While it did reduce the second lowest federal income tax rate (from 22 to 20.5 per cent), it also eliminated a number of tax credits (provisions in the tax code that reduce a person’s income taxes if they qualify), thereby increasing income taxes for Canadians who previously claimed such credits.
As our recent Fraser Institute study found, when the Trudeau government’s tax changes are broadly considered (including both the tax rate reduction and the elimination of these tax credits), 81 per cent of middle-class Canadian families with children are paying more in personal income taxes—$840 more per year, on average.
When recently confronted with this reality on the floor of the House of Commons, Prime Minister Trudeau did not deny it. He simply responded by pointing to the increased government transfers his government has provided to qualifying Canadian families—specifically, the Canada Child Benefit (CCB), a new transfer to qualifying parents with young children that combined several previous programs and increased the cash benefit.

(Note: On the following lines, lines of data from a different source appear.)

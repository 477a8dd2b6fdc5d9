//! Download request model: media type, quality tiers and yt-dlp format
//! selectors.

use serde::Deserialize;
use std::fmt;

use crate::core::error::AppError;
use crate::core::validation::VideoId;

/// Default quality when the query omits it
pub const DEFAULT_QUALITY: &str = "720";

#[derive(Debug, Clone, Copy, PartialEq, Eq)]
pub enum MediaType {
    Video,
    Audio,
}

impl MediaType {
    pub fn parse(raw: Option<&str>) -> Result<Self, AppError> {
        match raw.map(str::trim) {
            None | Some("") | Some("video") => Ok(Self::Video),
            Some("audio") => Ok(Self::Audio),
            Some(other) => Err(AppError::InvalidArgument(format!(
                "Invalid type '{}', expected video or audio",
                other
            ))),
        }
    }

    pub fn as_str(&self) -> &'static str {
        match self {
            Self::Video => "video",
            Self::Audio => "audio",
        }
    }
}

/// Height-capped video tiers.
#[derive(Debug, Clone, PartialEq, Eq)]
pub enum VideoTier {
    P2160,
    P1440,
    P1080,
    P720,
    P480,
    P360,
    /// Anything not in the list above, kept for the filename
    Other(String),
}

impl VideoTier {
    pub fn parse(raw: &str) -> Self {
        match raw.trim().trim_end_matches('p') {
            "2160" => Self::P2160,
            "1440" => Self::P1440,
            "1080" => Self::P1080,
            "720" => Self::P720,
            "480" => Self::P480,
            "360" => Self::P360,
            _ => Self::Other(raw.trim().to_string()),
        }
    }

    pub fn height(&self) -> Option<u32> {
        match self {
            Self::P2160 => Some(2160),
            Self::P1440 => Some(1440),
            Self::P1080 => Some(1080),
            Self::P720 => Some(720),
            Self::P480 => Some(480),
            Self::P360 => Some(360),
            Self::Other(_) => None,
        }
    }

    /// Pre-DASH progressive itag tried when no height-capped format matches.
    fn legacy_format(&self) -> Option<&'static str> {
        match self {
            Self::P2160 | Self::P1440 | Self::P1080 | Self::P720 => Some("22"),
            Self::P480 | Self::P360 => Some("18"),
            Self::Other(_) => None,
        }
    }

    /// yt-dlp `-f` selector for this tier.
    ///
    /// Only single-file formats are chosen: merging separate video and audio
    /// streams cannot be written to a pipe.
    pub fn format_selector(&self) -> String {
        match (self.height(), self.legacy_format()) {
            (Some(h), Some(legacy)) => format!("best[height<={h}][ext=mp4]/best[height<={h}]/{legacy}"),
            _ => "best[ext=mp4]/best".to_string(),
        }
    }

    pub fn label(&self) -> String {
        match self.height() {
            Some(h) => h.to_string(),
            None => match self {
                Self::Other(label) if !label.is_empty() => label.clone(),
                _ => "best".to_string(),
            },
        }
    }
}

/// Audio stream preference tiers.
#[derive(Debug, Clone, Copy, PartialEq, Eq)]
pub enum AudioTier {
    High,
    Medium,
    Low,
}

impl AudioTier {
    pub fn parse(raw: &str) -> Option<Self> {
        match raw.trim() {
            "audio_high" => Some(Self::High),
            "audio_medium" => Some(Self::Medium),
            "audio_low" => Some(Self::Low),
            _ => None,
        }
    }

    pub fn format_selector(&self) -> &'static str {
        match self {
            Self::High => "bestaudio[ext=m4a]/bestaudio[ext=webm]/bestaudio/best",
            Self::Medium => "bestaudio[abr<=160]/bestaudio[ext=m4a]/bestaudio/best",
            Self::Low => "worstaudio[ext=m4a]/worstaudio/bestaudio/best",
        }
    }

    pub fn label(&self) -> &'static str {
        match self {
            Self::High => "audio_high",
            Self::Medium => "audio_medium",
            Self::Low => "audio_low",
        }
    }
}

#[derive(Debug, Clone, PartialEq, Eq)]
pub enum Quality {
    Video(VideoTier),
    Audio(AudioTier),
}

impl Quality {
    /// Resolves the raw `quality` value against the media type.
    ///
    /// Audio requests with a non-audio tier fall back to `audio_high`; video
    /// requests with an `audio_*` tier are treated as unrecognized.
    pub fn resolve(raw: Option<&str>, media_type: MediaType) -> Self {
        let raw = raw.map(str::trim).filter(|s| !s.is_empty()).unwrap_or(DEFAULT_QUALITY);
        match media_type {
            MediaType::Audio => Self::Audio(AudioTier::parse(raw).unwrap_or(AudioTier::High)),
            MediaType::Video => Self::Video(VideoTier::parse(raw)),
        }
    }

    pub fn format_selector(&self) -> String {
        match self {
            Self::Video(tier) => tier.format_selector(),
            Self::Audio(tier) => tier.format_selector().to_string(),
        }
    }

    pub fn label(&self) -> String {
        match self {
            Self::Video(tier) => tier.label(),
            Self::Audio(tier) => tier.label().to_string(),
        }
    }
}

impl fmt::Display for Quality {
    fn fmt(&self, f: &mut fmt::Formatter<'_>) -> fmt::Result {
        f.write_str(&self.label())
    }
}

/// Raw query string of `/api/download/{videoId}`.
#[derive(Debug, Default, Deserialize)]
pub struct DownloadParams {
    pub quality: Option<String>,
    #[serde(rename = "type")]
    pub media_type: Option<String>,
}

/// A validated, immutable download request.
#[derive(Debug, Clone, PartialEq, Eq)]
pub struct DownloadRequest {
    video_id: VideoId,
    quality: Quality,
    media_type: MediaType,
}

impl DownloadRequest {
    pub fn new(raw_id: &str, params: &DownloadParams) -> Result<Self, AppError> {
        let video_id = VideoId::parse(raw_id)?;
        let media_type = MediaType::parse(params.media_type.as_deref())?;
        let quality = Quality::resolve(params.quality.as_deref(), media_type);
        Ok(Self {
            video_id,
            quality,
            media_type,
        })
    }

    pub fn video_id(&self) -> &VideoId {
        &self.video_id
    }

    pub fn quality(&self) -> &Quality {
        &self.quality
    }

    pub fn media_type(&self) -> MediaType {
        self.media_type
    }
}

#[cfg(test)]
mod tests {
    use super::*;
    use pretty_assertions::assert_eq;

    fn params(quality: Option<&str>, media_type: Option<&str>) -> DownloadParams {
        DownloadParams {
            quality: quality.map(String::from),
            media_type: media_type.map(String::from),
        }
    }

    #[test]
    fn test_defaults_are_720_video() {
        let req = DownloadRequest::new("dQw4w9WgXcQ", &DownloadParams::default()).unwrap();
        assert_eq!(req.media_type(), MediaType::Video);
        assert_eq!(req.quality(), &Quality::Video(VideoTier::P720));
    }

    #[test]
    fn test_invalid_id_rejected_first() {
        let err = DownloadRequest::new("bad", &params(None, Some("nonsense"))).unwrap_err();
        assert_eq!(err.to_string(), "Invalid video ID");
    }

    #[test]
    fn test_invalid_media_type() {
        let err = DownloadRequest::new("dQw4w9WgXcQ", &params(None, Some("podcast"))).unwrap_err();
        assert!(matches!(err, AppError::InvalidArgument(_)));
    }

    #[test]
    fn test_video_selectors() {
        assert_eq!(
            VideoTier::P1080.format_selector(),
            "best[height<=1080][ext=mp4]/best[height<=1080]/22"
        );
        assert_eq!(VideoTier::P360.format_selector(), "best[height<=360][ext=mp4]/best[height<=360]/18");
        assert_eq!(VideoTier::parse("999").format_selector(), "best[ext=mp4]/best");
    }

    #[test]
    fn test_video_tier_accepts_p_suffix() {
        assert_eq!(VideoTier::parse("1440p"), VideoTier::P1440);
        assert_eq!(VideoTier::parse("4k"), VideoTier::Other("4k".into()));
    }

    #[test]
    fn test_audio_quality_fallback() {
        assert_eq!(
            Quality::resolve(Some("720"), MediaType::Audio),
            Quality::Audio(AudioTier::High)
        );
        assert_eq!(
            Quality::resolve(Some("audio_low"), MediaType::Audio),
            Quality::Audio(AudioTier::Low)
        );
        assert_eq!(
            Quality::resolve(Some("audio_low"), MediaType::Video),
            Quality::Video(VideoTier::Other("audio_low".into()))
        );
    }

    #[test]
    fn test_labels() {
        assert_eq!(Quality::Video(VideoTier::P480).label(), "480");
        assert_eq!(Quality::Audio(AudioTier::Medium).label(), "audio_medium");
        assert_eq!(Quality::Video(VideoTier::Other(String::new())).label(), "best");
    }
}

To be clear, the CCB is a transfer program that fosters dependence on government; it’s not a policy that rewards hard work by allowing Canadians to keep more of what they earn. Essentially, the prime minister is saying the government will take more away from what you earn and give some of it back to certain families. This hardly fits with the government’s rhetoric on hard work and building a better life.
But it’s even more perverse than that. If Canadians families who receive CCB transfers do achieve success and earn a higher income, their cash transfers will be reduced—a disincentive to hard work and independence. (The specific amount the transfer is reduced depends on a family’s income level and number of children.)
If the Trudeau government is genuinely interested in rewarding hard work and helping Canadians build a better life, then it should look for ways to actually reduce taxes on middle-class families—not foster dependency through government transfers.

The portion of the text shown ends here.